A single purchaser approach in which one bank acquires the debit network from Fiserv would "be doing exactly what Capital One did with Discover," Grover said. "Capital One with Discover showed the industry how to do it, and conceptually it's not complicated. The execution is obviously complicated." 

A consortium approach could throw a wrench in banks' ability to get around the provision because to be exempt from Durbin, the network and the issuer have to be owned by the same entity. 

"There's still a handful of debit networks. They're owned as cooperatives by banks, mostly small banks, but those debit cards are subject to the Durbin Amendment," Grover said. "If it's a true consortium of banks that would own a third-party debit network, I don't think that the Federal Reserve would say that those transactions are exempt from the Durbin Amendment." 

If the consortium became the issuer of the debit cards, it may be able to argue that it is exempt from the provision. 

"I can make an argument there," Grover said. "If the banks all own this entity, but they have this entity issued cards, and this entity is the issuer, then you could say the transaction isn't routed, so it's the issuer and it's selling debit cards and the network services to the bank. That theoretically would work." 

Its uncharted territory, according to Anna Kooi, a partner and national financial services leader at Milwaukee-based advisory and accounting firm Wipfli. 

"None of what we're talking about has been tested if the routing is still controlled under Durbin," Kooi said.

Any bank, or group of banks, seeking to get around debit interchange limits through an acquisition would likely face an onslaught of challenges from merchants, regulators and lawmakers, Daniela Hawkins, a partner at Capco, told American Banker.  

"We would assume that there would be regulatory scrutiny over this," Hawkins said. "This current administration seems particularly friendly to big business, so maybe not under this administration, but any bank that buys this rail needs to consider the long-term view.

"Just because this administration is friendly to it doesn't mean that the next one will be. [Banks] should assume that the regulators could challenge this in the spirit of what the purpose of Durbin was meant to be," she said.  

The spirit of the Durbin Amendment was that there was not sufficient competition in the market, said David Musto, director of the Stevens Center for Innovation in Finance and professor at the University of Pennsylvania's Wharton School.

"If you have one bank come in there and own a payment network, [regulators might say,] 'That's competition,'" Musto told American Banker. "If you have a whole bunch of banks getting together with one payment network, people might look at them [and say,] 'That's that doesn't sound very competitive.'" 

But even then, a purchase by a large enough bank could trigger anti-trust concerns, he said.

Lawmakers, including Senator Durbin, and states such as Colorado and Illinois, have also shown continued interest in regulating interchange.
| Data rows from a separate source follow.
//! Root router guard and post-action routes.
//!
//! SYSTEM CONTEXT
//! ==============
//! The guard decides, once, where the app lands after bootstrap: the tab area
//! for a signed-in user, the welcome flow otherwise. Later sign-outs are
//! handled by screens routing through [`route_after_sign_out`] and by
//! [`evaluate`] seeing the null session; the guard itself never re-runs and
//! never returns to `Loading`.

#[cfg(test)]
#[path = "routes_test.rs"]
mod tests;

use std::sync::Arc;

use tokio::task::JoinHandle;
use tracing::info;

use crate::model::SignUpOutcome;
use crate::state::auth::{AuthState, AuthStore};

/// Navigation targets the auth flow can request.
#[derive(Clone, Copy, Debug, PartialEq, Eq)]
pub enum Route {
    Tabs,
    Welcome,
    Login,
    SignUp,
    ForgotPassword,
}

impl Route {
    #[must_use]
    pub fn path(self) -> &'static str {
        match self {
            Self::Tabs => "/(tabs)",
            Self::Welcome => "/(auth)/welcome",
            Self::Login => "/(auth)/login",
            Self::SignUp => "/(auth)/signup",
            Self::ForgotPassword => "/(auth)/forgot-password",
        }
    }
}

/// Performs a route transition. Only the route name is part of the contract.
pub trait Navigator: Send + Sync {
    fn navigate(&self, route: Route);
}

#[derive(Clone, Copy, Debug, Default, PartialEq, Eq)]
pub enum GuardState {
    #[default]
    Loading,
    Authenticated,
    Unauthenticated,
}

impl GuardState {
    /// Where the guard sends the user in this state.
    #[must_use]
    pub fn redirect(self) -> Option<Route> {
        match self {
            Self::Loading => None,
            Self::Authenticated => Some(Route::Tabs),
            Self::Unauthenticated => Some(Route::Welcome),
        }
    }
}

/// Guard state implied by an auth snapshot.
#[must_use]
pub fn evaluate(state: &AuthState) -> GuardState {
    if state.loading {
        GuardState::Loading
    } else if state.session.is_some() {
        GuardState::Authenticated
    } else {
        GuardState::Unauthenticated
    }
}

/// One-shot guard: leaves `Loading` exactly once.
#[derive(Clone, Copy, Debug, Default)]
pub struct RootGuard {
    state: GuardState,
}

impl RootGuard {
    #[must_use]
    pub fn new() -> Self {
        Self::default()
    }

    #[must_use]
    pub fn state(&self) -> GuardState {
        self.state
    }

    /// Feed a snapshot. Returns the redirect when this snapshot completes
    /// loading; `None` before that and forever after.
    pub fn observe(&mut self, auth: &AuthState) -> Option<Route> {
        if self.state != GuardState::Loading {
            return None;
        }
        let next = evaluate(auth);
        if next == GuardState::Loading {
            return None;
        }
        self.state = next;
        next.redirect()
    }
}

/// Watch `store` and issue the single post-bootstrap redirect through
/// `navigator`. The task ends after redirecting and yields the guard state.
pub fn install_root_redirect<N>(store: &AuthStore, navigator: Arc<N>) -> JoinHandle<GuardState>
where
    N: Navigator + ?Sized + 'static,
{
    let mut rx = store.subscribe();
    tokio::spawn(async move {
        let mut guard = RootGuard::new();
        loop {
            let snapshot = rx.borrow_and_update().clone();
            if let Some(route) = guard.observe(&snapshot) {
                info!(route = route.path(), "root redirect");
                navigator.navigate(route);
                return guard.state();
            }
            if rx.changed().await.is_err() {
                return guard.state();
            }
        }
    })
}

/// Landing route after a successful password sign-in.
#[must_use]
pub fn route_after_sign_in() -> Route {
    Route::Tabs
}

/// Landing route after sign-up: the tabs when auto-confirmed, otherwise the
/// login screen while the confirmation email is pending.
#[must_use]
pub fn route_after_sign_up(outcome: &SignUpOutcome) -> Route {
    match outcome {
        SignUpOutcome::AutoConfirmed(_) => Route::Tabs,
        SignUpOutcome::ConfirmationPending(_) => Route::Login,
    }
}

/// Landing route after signing out from the profile screen.
#[must_use]
pub fn route_after_sign_out() -> Route {
    Route::Login
}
Senator Durbin declined to comment for this article. 

If successful, a bank-owned debit network could pose an existential threat for the Durbin Amendment, Grover said. 

"If any [of the top debit card issuers] owned a debit network, the pressure for the others to get one would be very strong," he said. "Imagine a world in which Bank of America, Chase, and Wells Fargo each own their own debit network, not a consortium. Effectively, that would make the Durbin Amendment a dead letter, because the significant majority of debit volume would then be not subject to the debit interest price cap, and the banks that were still subject to that price gap, would be usually disadvantaged."